Now provided that $x$ and $x_0$ are "close enough", we can approximate the slope of the tangent line of $f$ at $x_0$ to be $m$. Hence, we obtain: $$ f(x) \approx f(x_0) + f'(x_0)(x - x_0) $$

  • $\begingroup$ This makes a lot of sense! Thank you! $\endgroup$ – OpieDopee Apr 20 '14 at 17:52
  • $\begingroup$ No problem, glad I could help! =] $\endgroup$ – Adriano Apr 20 '14 at 17:54

Contrary to Sanath Devalapurkar's answer, this is not really an instance of Taylor series so much as Taylor series are a generalization of this. There are two parts to linear approximation: the formula for the line, and the fact that it is an approximation to the function.

  • The formula for the line is, as you say, just the point-slope formula for the line with slope $f'(x_0)$ passing through the point $(x_0, f(x_0))$; i.e. it is a line through a point of the graph of $f$ whose slope is the derivative of $f$ there.

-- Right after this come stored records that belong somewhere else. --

//! Text encoding of commit records.
//!
//! Two record shapes share one file:
//!
//! ```text
//! <base58 hash>\t<escaped path>\n          legacy line
//!
//! -                                       extended record
//! p=<path>
//! h=<base58 hash>
//! I=<dev>:<ino>        (or u=<uuid>)
//! <blank line>
//! ```
//!
//! Legacy paths escape `\`, tab and newline. Extended values continue on the
//! next line when that line starts with a tab.

use std::io::BufRead;
use std::path::Path;

use super::entry::{CommitEntry, FileIdentity};
use crate::error::DocError;
use crate::hash::Multihash;

pub fn encode_path(path: &str) -> String {
    let mut out = String::with_capacity(path.len());
    for c in path.chars() {
        match c {
            '\\' => out.push_str("\\\\"),
            '\t' => out.push_str("\\t"),
            '\n' => out.push_str("\\n"),
            c => out.push(c),
        }
    }
    out
}

pub fn decode_path(text: &str) -> String {
    let mut out = String::with_capacity(text.len());
    let mut chars = text.chars();
    while let Some(c) = chars.next() {
        if c != '\\' {
            out.push(c);
            continue;
        }
        match chars.next() {
            Some('\\') => out.push('\\'),
            Some('t') => out.push('\t'),
            Some('n') => out.push('\n'),
            Some(other) => {
                out.push('\\');
                out.push(other);
            }
            None => out.push('\\'),
        }
    }
    out
}

/// Encode one record. Entries with an identity use the extended form.
pub fn encode_entry(entry: &CommitEntry) -> String {
    let Some(identity) = &entry.identity else {
        return format!("{}\t{}\n", entry.hash_text(), encode_path(&entry.path));
    };
    let mut out = String::from("-\n");
    push_field(&mut out, 'p', &entry.path);
    if let Some(hash) = &entry.hash {
        push_field(&mut out, 'h', &hash.to_base58());
    }
    match identity {
        FileIdentity::Uuid(uuid) => push_field(&mut out, 'u', uuid),
        FileIdentity::DevInode { .. } => push_field(&mut out, 'I', &identity.to_string()),
    }
    out.push('\n');
    out
}

fn push_field(out: &mut String, key: char, value: &str) {
    out.push(key);
    out.push('=');
    out.push_str(&value.replace('\n', "\n\t"));
    out.push('\n');
}

#[derive(Default)]
struct PendingRecord {
    start_line: usize,
    fields: Vec<(String, String)>,
}

impl PendingRecord {
    fn field(&self, key: &str) -> Option<&str> {
        self.fields
            .iter()
            .rev()
            .find(|(k, _)| k == key)
            .map(|(_, v)| v.as_str())
    }

    fn finish(self, file: &Path) -> Result<CommitEntry, DocError> {
        let err = |reason: String| DocError::LogParse {
            path: file.to_path_buf(),
            line: self.start_line,
            reason,
        };
        let path = self
            .field("p")
            .ok_or_else(|| err("record without a path".to_string()))?
            .to_string();
        let hash = match self.field("h") {
            Some(text) if !text.is_empty() => {
                Some(text.parse::<Multihash>().map_err(|e| err(e.to_string()))?)
            }
            _ => None,
        };
        let identity = match (self.field("u"), self.field("I")) {
            (Some(uuid), _) if !uuid.is_empty() => Some(FileIdentity::Uuid(uuid.to_string())),
            (_, Some(devino)) => Some(devino.parse().map_err(|e: DocError| err(e.to_string()))?),
            _ => None,
        };
        Ok(CommitEntry {
            path,
            hash,
            identity,
        })
    }
}

/// Parse every record of a log, in file order.
pub fn parse_log(reader: impl BufRead, file: &Path) -> Result<Vec<CommitEntry>, DocError> {
    let mut entries = Vec::new();
    let mut pending: Option<PendingRecord> = None;

    for (idx, line) in reader.split(b'\n').enumerate() {
        let line_no = idx + 1;
        let raw = line.map_err(|e| DocError::io_at(file, e))?;
        let line = String::from_utf8(raw).map_err(|_| DocError::LogParse {
            path: file.to_path_buf(),
            line: line_no,
            reason: "not valid UTF-8".to_string(),
        })?;

        if let Some(record) = pending.as_mut() {
            if line.is_empty() {
                if let Some(record) = pending.take() {
                    entries.push(record.finish(file)?);
                }
            } else if let Some(rest) = line.strip_prefix('\t') {
                if let Some((_, value)) = record.fields.last_mut() {
                    value.push('\n');
                    value.push_str(rest);
                }
            } else if let Some((key, value)) = line.split_once('=') {
                record.fields.push((key.to_string(), value.to_string()));
            } else {
                return Err(DocError::LogParse {
                    path: file.to_path_buf(),
                    line: line_no,
                    reason: format!("expected key=value, found '{}'", line),
                });
            }
            continue;
        }

        if line.is_empty() {
            continue;
        }
        if line == "-" {
            pending = Some(PendingRecord {
                start_line: line_no,
                fields: Vec::new(),
            });
            continue;
        }
        let Some((hash_text, path_text)) = line.split_once('\t') else {
            return Err(DocError::LogParse {
                path: file.to_path_buf(),
                line: line_no,
                reason: "missing tab separator".to_string(),
            });
        };
        let hash = if hash_text.is_empty() {
            None
        } else {
            Some(hash_text.parse::<Multihash>().map_err(|e| DocError::LogParse {
                path: file.to_path_buf(),
                line: line_no,
                reason: e.to_string(),
            })?)
        };
        entries.push(CommitEntry {
            path: decode_path(path_text),
            hash,
            identity: None,
        });
    }

    if let Some(record) = pending {
        entries.push(record.finish(file)?);
    }
    Ok(entries)
}
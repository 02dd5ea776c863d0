use std::path::PathBuf;
use thiserror::Error;

#[derive(Error, Debug)]
pub enum DocError {
    #[error("Source not found: {}", path.display())]
    SourceNotFound { path: PathBuf },

    #[error("Permission denied: {}", path.display())]
    PermissionDenied { path: PathBuf },

    #[error("Not a directory: {}", path.display())]
    NotADirectory { path: PathBuf },

    #[error("Invalid glob pattern '{pattern}': {reason}")]
    InvalidPattern { pattern: String, reason: String },

    #[error("I/O error: {source}")]
    Io {
        #[from]
        source: std::io::Error,
    },

    #[error("{}: {source}", path.display())]
    IoAt {
        path: PathBuf,
        source: std::io::Error,
    },

    #[error("Cannot access attribute {name} on {}: {source}", path.display())]
    Attr {
        path: PathBuf,
        name: String,
        source: std::io::Error,
    },

    #[error("Invalid hash: {0}")]
    InvalidHash(String),

    #[error("Configuration error: {0}")]
    Config(String),

    #[error("Destination is inside source directory: {} -> {}", src.display(), dst.display())]
    DestinationIsSubdirectory { src: PathBuf, dst: PathBuf },

    #[error("{}: type differs from {}", src.display(), dst.display())]
    TypeMismatch { src: PathBuf, dst: PathBuf },

    #[error("Path is not valid UTF-8: {}", path.display())]
    NonUtf8Path { path: PathBuf },

    #[error("{}:{line}: {reason}", path.display())]
    LogParse {
        path: PathBuf,
        line: usize,
        reason: String,
    },

    #[error("{}: commit log was manually modified (expected {expected}, found {actual})", path.display())]
    LogModified {
        path: PathBuf,
        expected: String,
        actual: String,
    },

    #[error("{}: commit log carries no integrity tag", path.display())]
    LogUntagged { path: PathBuf },

    #[error("Invalid arguments: {0}")]
    Usage(String),
}

impl DocError {
    /// Returns a user-friendly suggestion for how to fix the error.
    pub fn suggestion(&self) -> Option<&str> {
        match self {
            DocError::SourceNotFound { .. } => {
                Some("Check the path exists and spelling is correct.")
            }
            DocError::PermissionDenied { .. } => {
                Some("Check file permissions, or retry with -f to write attributes on read-only files.")
            }
            DocError::InvalidPattern { .. } => {
                Some("Check glob syntax. Examples: '*.log', '**/*.tmp', 'build/'")
            }
            DocError::DestinationIsSubdirectory { .. } => {
                Some("Choose a destination outside the source directory.")
            }
            DocError::Attr { source, .. } if is_unsupported(source) => {
                Some("This filesystem has no extended attributes. Run 'doctrack init' in the tree root to create a .dirstore.")
            }
            DocError::LogModified { .. } | DocError::LogUntagged { .. } => {
                Some("Review the .doccommit file, then run 'doctrack commit --force' to accept it.")
            }
            DocError::Usage(_) => Some("See 'doctrack help' for the accepted arguments."),
            _ => None,
        }
    }

    /// Wrap an I/O error with the path it happened on.
    pub fn io_at(path: impl Into<PathBuf>, source: std::io::Error) -> Self {
        let path = path.into();
        match source.kind() {
            std::io::ErrorKind::PermissionDenied => DocError::PermissionDenied { path },
            _ => DocError::IoAt { path, source },
        }
    }

    pub fn attr(path: impl Into<PathBuf>, name: &str, source: std::io::Error) -> Self {
        DocError::Attr {
            path: path.into(),
            name: name.to_string(),
            source,
        }
    }

    /// True when the failure was the OS refusing a write for lack of permission.
    pub fn is_permission_denied(&self) -> bool {
        match self {
            DocError::PermissionDenied { .. } => true,
            DocError::Io { source } | DocError::IoAt { source, .. } | DocError::Attr { source, .. } => {
                matches!(source.raw_os_error(), Some(libc::EACCES) | Some(libc::EPERM))
                    || source.kind() == std::io::ErrorKind::PermissionDenied
            }
            _ => false,
        }
    }
}

/// True when the filesystem does not implement extended attributes.
pub fn is_unsupported(err: &std::io::Error) -> bool {
    err.raw_os_error() == Some(libc::EOPNOTSUPP) || err.kind() == std::io::ErrorKind::Unsupported
}

impl From<globset::Error> for DocError {
    fn from(err: globset::Error) -> Self {
        DocError::InvalidPattern {
            pattern: err.glob().map(|g| g.to_string()).unwrap_or_default(),
            reason: err.kind().to_string(),
        }
    }
}

impl From<walkdir::Error> for DocError {
    fn from(err: walkdir::Error) -> Self {
        if let Some(path) = err.path() {
            let path = path.to_path_buf();
            if let Some(inner) = err.io_error() {
                if inner.kind() == std::io::ErrorKind::PermissionDenied {
                    return DocError::PermissionDenied { path };
                }
            }
            let source = err
                .into_io_error()
                .unwrap_or_else(|| std::io::Error::other("filesystem loop"));
            return DocError::IoAt { path, source };
        }
        DocError::Io {
            source: err
                .into_io_error()
                .unwrap_or_else(|| std::io::Error::other("walkdir error")),
        }
    }
}

impl From<serde_json::Error> for DocError {
    fn from(err: serde_json::Error) -> Self {
        DocError::Config(err.to_string())
    }
}

impl From<toml::de::Error> for DocError {
    fn from(err: toml::de::Error) -> Self {
        DocError::Config(format!("Invalid config.toml: {}", err))
    }
}

impl From<std::path::StripPrefixError> for DocError {
    fn from(err: std::path::StripPrefixError) -> Self {
        DocError::Io {
            source: std::io::Error::new(std::io::ErrorKind::InvalidInput, err),
        }
    }
}

#[cfg(test)]
mod tests {
    use super::*;
    use std::path::PathBuf;

    #[test]
    fn source_not_found_display_and_suggestion() {
        let err = DocError::SourceNotFound {
            path: PathBuf::from("/tmp/missing"),
        };
        let msg = format!("{}", err);
        assert!(msg.contains("Source not found"));
        assert!(msg.contains("missing"));
        assert_eq!(
            err.suggestion(),
            Some("Check the path exists and spelling is correct.")
        );
    }

    #[test]
    fn io_at_maps_permission_denied() {
        let err = DocError::io_at(
            "/ro/file",
            std::io::Error::from(std::io::ErrorKind::PermissionDenied),
        );
        assert!(matches!(err, DocError::PermissionDenied { .. }));
        assert!(err.is_permission_denied());
    }

    #[test]
    fn attr_error_recognizes_eacces() {
        let err = DocError::attr(
            "/ro/file",
            "user.doc.multihash",
            std::io::Error::from_raw_os_error(libc::EACCES),
        );
        assert!(err.is_permission_denied());
        assert!(format!("{}", err).contains("user.doc.multihash"));
    }

    #[test]
    fn unsupported_attr_error_hints_at_init() {
        let err = DocError::attr(
            "/mnt/file",
            "user.doc.multihash",
            std::io::Error::from_raw_os_error(libc::EOPNOTSUPP),
        );
        assert!(err.suggestion().unwrap().contains("doctrack init"));
        assert!(!err.is_permission_denied());
    }

    #[test]
    fn modified_log_suggests_forced_commit() {
        let err = DocError::LogModified {
            path: PathBuf::from("/t/.doccommit"),
            expected: "a".into(),
            actual: "b".into(),
        };
        assert!(format!("{}", err).contains("manually modified"));
        assert!(err.suggestion().unwrap().contains("--force"));
    }

    #[test]
    fn io_error_no_suggestion() {
        let io_err = std::io::Error::new(std::io::ErrorKind::NotFound, "file gone");
        let err: DocError = io_err.into();
        assert!(err.suggestion().is_none());
    }

    #[test]
    fn from_strip_prefix_error() {
        let path = PathBuf::from("/a/b");
        let result = path.strip_prefix("/c/d");
        let err: DocError = result.unwrap_err().into();
        match err {
            DocError::Io { .. } => {}
            other => panic!("Expected Io variant, got: {:?}", other),
        }
    }
}
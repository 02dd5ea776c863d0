pub mod bar;

pub use bar::BarProgress;

/// Progress sink shared by the scanning and copying sides of a sync.
pub trait Progress: Send + Sync {
    /// `current` of `total` bytes done; `total` grows while scanning runs.
    fn report(&self, current: u64, total: u64, message: &str);

    fn finish(&self) {}
}

pub struct NoProgress;

impl Progress for NoProgress {
    fn report(&self, _current: u64, _total: u64, _message: &str) {}
}

/// Emits progress as trace events, for runs without a terminal.
pub struct LogProgress;

impl Progress for LogProgress {
    fn report(&self, current: u64, total: u64, message: &str) {
        tracing::trace!(current, total, "{}", message);
    }
}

  • The fact that this is actually an approximation to $f$ is the definition of the derivative. To see this, let $L(x) = f(x_0) + f'(x_0) (x - x_0)$ be the function for the tangent line. Then the definition of $f'(x_0)$ is $$\lim_{x \to x_0} \frac{f(x) - L(x)}{x - x_0} = \lim_{x \to x_0} \frac{f(x) - f(x_0)}{x - x_0} - f'(x_0) = 0,$$ which says, intuitively, that when $x$ is close enough to $x_0$ that their difference $x - x_0$ is tiny, the difference $f(x) - L(x)$ is tiny even when compared to that. This is the sense in which $L(x)$ is a good approximation to $f(x)$.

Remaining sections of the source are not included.